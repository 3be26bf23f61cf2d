//! Summary statistics over a graph, used in run reports.

use std::collections::BTreeMap;

use serde::{Deserialize, Serialize};

use crate::network::Graph;

/// Aggregate counts for a graph at one point in time.
#[derive(Debug, Clone, PartialEq, Serialize, Deserialize)]
pub struct GraphStats {
    pub nodes: usize,
    pub edges: usize,
    pub density: f64,
    pub mean_degree: f64,
    pub max_degree: usize,
}

impl GraphStats {
    pub fn collect(graph: &dyn Graph) -> Self {
        let nodes = graph.number_of_nodes();
        let edges = graph.number_of_edges();
        let degrees: Vec<usize> = graph
            .nodes()
            .into_iter()
            .filter_map(|v| graph.degree(v).ok())
            .collect();
        let pairs = if graph.is_directed() {
            nodes.saturating_mul(nodes.saturating_sub(1))
        } else {
            nodes.saturating_mul(nodes.saturating_sub(1)) / 2
        };
        let density = if pairs == 0 {
            0.0
        } else {
            edges as f64 / pairs as f64
        };
        let mean_degree = if nodes == 0 {
            0.0
        } else {
            degrees.iter().sum::<usize>() as f64 / nodes as f64
        };
        Self {
            nodes,
            edges,
            density,
            mean_degree,
            max_degree: degrees.into_iter().max().unwrap_or(0),
        }
    }
}

/// Number of nodes per degree.
pub fn degree_histogram(graph: &dyn Graph) -> BTreeMap<usize, usize> {
    let mut histogram = BTreeMap::new();
    for v in graph.nodes() {
        if let Ok(degree) = graph.degree(v) {
            *histogram.entry(degree).or_insert(0) += 1;
        }
    }
    histogram
}

#[cfg(test)]
mod tests {
    use super::*;
    use crate::generators::{complete, ring_lattice};

    #[test]
    fn test_complete_graph_is_dense() {
        let graph = complete(5, 0).unwrap();
        let stats = GraphStats::collect(&graph);
        assert_eq!(stats.edges, 10);
        assert!((stats.density - 1.0).abs() < f64::EPSILON);
        assert_eq!(stats.max_degree, 4);
    }

    #[test]
    fn test_histogram_of_regular_graph() {
        let graph = ring_lattice(8, 1, 0).unwrap();
        let histogram = degree_histogram(&graph);
        assert_eq!(histogram.get(&2), Some(&8));
        assert_eq!(histogram.len(), 1);
    }
}
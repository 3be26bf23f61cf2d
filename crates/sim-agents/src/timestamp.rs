//! Relative Timestamps
//!
//! Wall time elapsed since the runtime started, printed as `r<secs>.<ms>`.
//!
//! # Example
//!
//! ```
//! use std::time::Duration;
//! use sim_agents::RelativeTime;
//!
//! let at = RelativeTime::from(Duration::from_millis(12_345));
//! assert_eq!(at.to_string(), "r12.345");
//! assert_eq!("r12.345".parse::<RelativeTime>().unwrap(), at);
//! ```

use std::fmt;
use std::str::FromStr;
use std::time::Duration;

use serde::{Deserialize, Deserializer, Serialize, Serializer};

use crate::value::Value;

/// Millisecond-resolution offset from the simulation start.
#[derive(Debug, Clone, Copy, PartialEq, Eq, PartialOrd, Ord, Hash, Default)]
pub struct RelativeTime {
    millis: u64,
}

impl RelativeTime {
    pub fn from_millis(millis: u64) -> Self {
        Self { millis }
    }

    pub fn as_millis(&self) -> u64 {
        self.millis
    }

    pub fn as_secs_f64(&self) -> f64 {
        self.millis as f64 / 1000.0
    }

    /// Reads a timestamp carried in a message: either the string form or a
    /// float number of seconds.
    pub fn from_value(value: &Value) -> Option<Self> {
        match value {
            Value::Str(s) => s.parse().ok(),
            other => other
                .as_float()
                .filter(|secs| secs.is_finite() && *secs >= 0.0)
                .map(|secs| Self::from_millis((secs * 1000.0).round() as u64)),
        }
    }
}

impl From<Duration> for RelativeTime {
    fn from(elapsed: Duration) -> Self {
        Self {
            millis: u64::try_from(elapsed.as_millis()).unwrap_or(u64::MAX),
        }
    }
}

impl From<RelativeTime> for Value {
    fn from(time: RelativeTime) -> Self {
        Value::Str(time.to_string())
    }
}

impl fmt::Display for RelativeTime {
    fn fmt(&self, f: &mut fmt::Formatter<'_>) -> fmt::Result {
        write!(f, "r{}.{:03}", self.millis / 1000, self.millis % 1000)
    }
}

/// Error type for parsing [`RelativeTime`] from strings.
#[derive(Debug, Clone, PartialEq)]
pub enum ParseTimeError {
    InvalidFormat(String),
    InvalidSeconds(String),
    InvalidMillis(String),
}

impl fmt::Display for ParseTimeError {
    fn fmt(&self, f: &mut fmt::Formatter<'_>) -> fmt::Result {
        match self {
            ParseTimeError::InvalidFormat(s) => {
                write!(f, "invalid timestamp: '{}', expected 'rSECS.MMM'", s)
            }
            ParseTimeError::InvalidSeconds(s) => write!(f, "invalid seconds: '{}'", s),
            ParseTimeError::InvalidMillis(s) => write!(f, "invalid milliseconds: '{}'", s),
        }
    }
}

impl std::error::Error for ParseTimeError {}

impl FromStr for RelativeTime {
    type Err = ParseTimeError;

    /// Parses strings like "r12.345".
    fn from_str(s: &str) -> Result<Self, Self::Err> {
        let rest = s
            .strip_prefix('r')
            .ok_or_else(|| ParseTimeError::InvalidFormat(s.to_string()))?;
        let (secs, millis) = rest
            .split_once('.')
            .ok_or_else(|| ParseTimeError::InvalidFormat(s.to_string()))?;
        let secs = secs
            .parse::<u64>()
            .map_err(|_| ParseTimeError::InvalidSeconds(secs.to_string()))?;
        if millis.len() != 3 {
            return Err(ParseTimeError::InvalidMillis(millis.to_string()));
        }
        let millis = millis
            .parse::<u64>()
            .map_err(|_| ParseTimeError::InvalidMillis(millis.to_string()))?;
        Ok(Self::from_millis(secs * 1000 + millis))
    }
}

impl Serialize for RelativeTime {
    fn serialize<S>(&self, serializer: S) -> Result<S::Ok, S::Error>
    where
        S: Serializer,
    {
        serializer.serialize_str(&self.to_string())
    }
}

impl<'de> Deserialize<'de> for RelativeTime {
    fn deserialize<D>(deserializer: D) -> Result<Self, D::Error>
    where
        D: Deserializer<'de>,
    {
        let s = String::deserialize(deserializer)?;
        s.parse().map_err(serde::de::Error::custom)
    }
}
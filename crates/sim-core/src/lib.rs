//! Simulation control plane.
//!
//! The service agents that drive a run (node manager, clock, activator,
//! termination checker, configurator), the parameter and option layers they
//! are configured from, and the [`Simulation`] driver that assembles them.
//!
//! # Modules
//!
//! - [`options`] / [`config`] / [`parameters`]: CLI options, TOML files, and
//!   their precedence
//! - [`component`]: Building a role from the parameter map
//! - [`manager`], [`clock`], [`activator`], [`termination`], [`configurator`]:
//!   Service agents
//! - [`simulation`]: The driver and its report
//! - [`models`]: Reference node kinds and the simulations built on them

pub mod activator;
pub mod clock;
pub mod component;
pub mod config;
pub mod configurator;
pub mod error;
pub mod manager;
pub mod models;
pub mod options;
pub mod parameters;
pub mod simulation;
pub mod termination;

pub use activator::{ActivationMode, ActivationPolicy, Activator, NodeSpec, RandomActivation};
pub use clock::{Clock, ClockMode};
pub use component::{ComponentBuilder, ComponentSpec};
pub use configurator::{Configurator, Population};
pub use error::{ComponentError, ConfigurationError, SimulationError};
pub use manager::NodeManager;
pub use options::{OptionKind, OptionSet, OptionSpec};
pub use parameters::{Layer, ParameterSources};
pub use simulation::{NodeKindSpec, Simulation, SimulationReport, SimulationSpec};
pub use termination::{TerminationChecker, TerminationCondition, COUNT_DOWN_MOTIVE};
::::
§ WORK INSTRUCTION
Check each line in the records for the word "strings" and say how many have it, with nothing else.

§ COMPLETED EXERCISE
2